**Exercise prompt**
Copy, from the entries below, each line in which the string "fixed" appears.

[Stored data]

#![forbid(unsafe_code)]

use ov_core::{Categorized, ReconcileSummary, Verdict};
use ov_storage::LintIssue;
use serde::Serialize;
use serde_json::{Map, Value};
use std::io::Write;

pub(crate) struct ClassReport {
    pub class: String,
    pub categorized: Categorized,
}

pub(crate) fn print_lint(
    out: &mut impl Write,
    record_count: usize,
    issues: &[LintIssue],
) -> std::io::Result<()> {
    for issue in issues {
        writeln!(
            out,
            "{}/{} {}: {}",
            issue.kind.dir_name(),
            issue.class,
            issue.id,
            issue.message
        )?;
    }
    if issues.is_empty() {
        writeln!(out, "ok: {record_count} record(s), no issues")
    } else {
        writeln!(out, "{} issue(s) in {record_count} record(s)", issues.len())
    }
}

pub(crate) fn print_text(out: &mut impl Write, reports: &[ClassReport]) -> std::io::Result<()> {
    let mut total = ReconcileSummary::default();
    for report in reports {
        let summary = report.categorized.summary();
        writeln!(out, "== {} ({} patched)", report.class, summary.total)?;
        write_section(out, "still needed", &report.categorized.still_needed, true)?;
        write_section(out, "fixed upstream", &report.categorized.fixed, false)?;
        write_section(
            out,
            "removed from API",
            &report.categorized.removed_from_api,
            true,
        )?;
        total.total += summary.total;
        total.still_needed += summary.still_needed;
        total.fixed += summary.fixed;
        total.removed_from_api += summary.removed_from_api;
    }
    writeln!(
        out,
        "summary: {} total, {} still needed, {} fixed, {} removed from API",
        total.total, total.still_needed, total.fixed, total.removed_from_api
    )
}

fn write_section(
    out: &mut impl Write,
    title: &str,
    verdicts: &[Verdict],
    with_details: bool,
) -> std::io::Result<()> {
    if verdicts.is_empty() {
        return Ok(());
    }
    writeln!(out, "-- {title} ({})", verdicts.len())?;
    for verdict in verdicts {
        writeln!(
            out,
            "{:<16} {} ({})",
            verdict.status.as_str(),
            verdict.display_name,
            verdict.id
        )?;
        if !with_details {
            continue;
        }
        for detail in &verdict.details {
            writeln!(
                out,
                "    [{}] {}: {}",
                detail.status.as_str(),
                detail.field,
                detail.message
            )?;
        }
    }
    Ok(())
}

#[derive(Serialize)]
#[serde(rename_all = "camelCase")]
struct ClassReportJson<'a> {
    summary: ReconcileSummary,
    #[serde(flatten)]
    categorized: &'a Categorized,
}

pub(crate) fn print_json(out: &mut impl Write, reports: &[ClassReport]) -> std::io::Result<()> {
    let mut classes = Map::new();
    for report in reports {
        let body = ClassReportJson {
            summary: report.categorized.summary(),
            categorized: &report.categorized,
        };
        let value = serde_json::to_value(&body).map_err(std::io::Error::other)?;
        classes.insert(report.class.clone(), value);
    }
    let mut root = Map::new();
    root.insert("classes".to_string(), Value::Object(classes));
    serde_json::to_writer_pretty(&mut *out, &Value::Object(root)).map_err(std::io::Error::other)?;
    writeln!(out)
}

**Answer to the exercise**
        write_section(out, "fixed upstream", &report.categorized.fixed, false)?;
        total.fixed += summary.fixed;
        "summary: {} total, {} still needed, {} fixed, {} removed from API",
        total.total, total.still_needed, total.fixed, total.removed_from_api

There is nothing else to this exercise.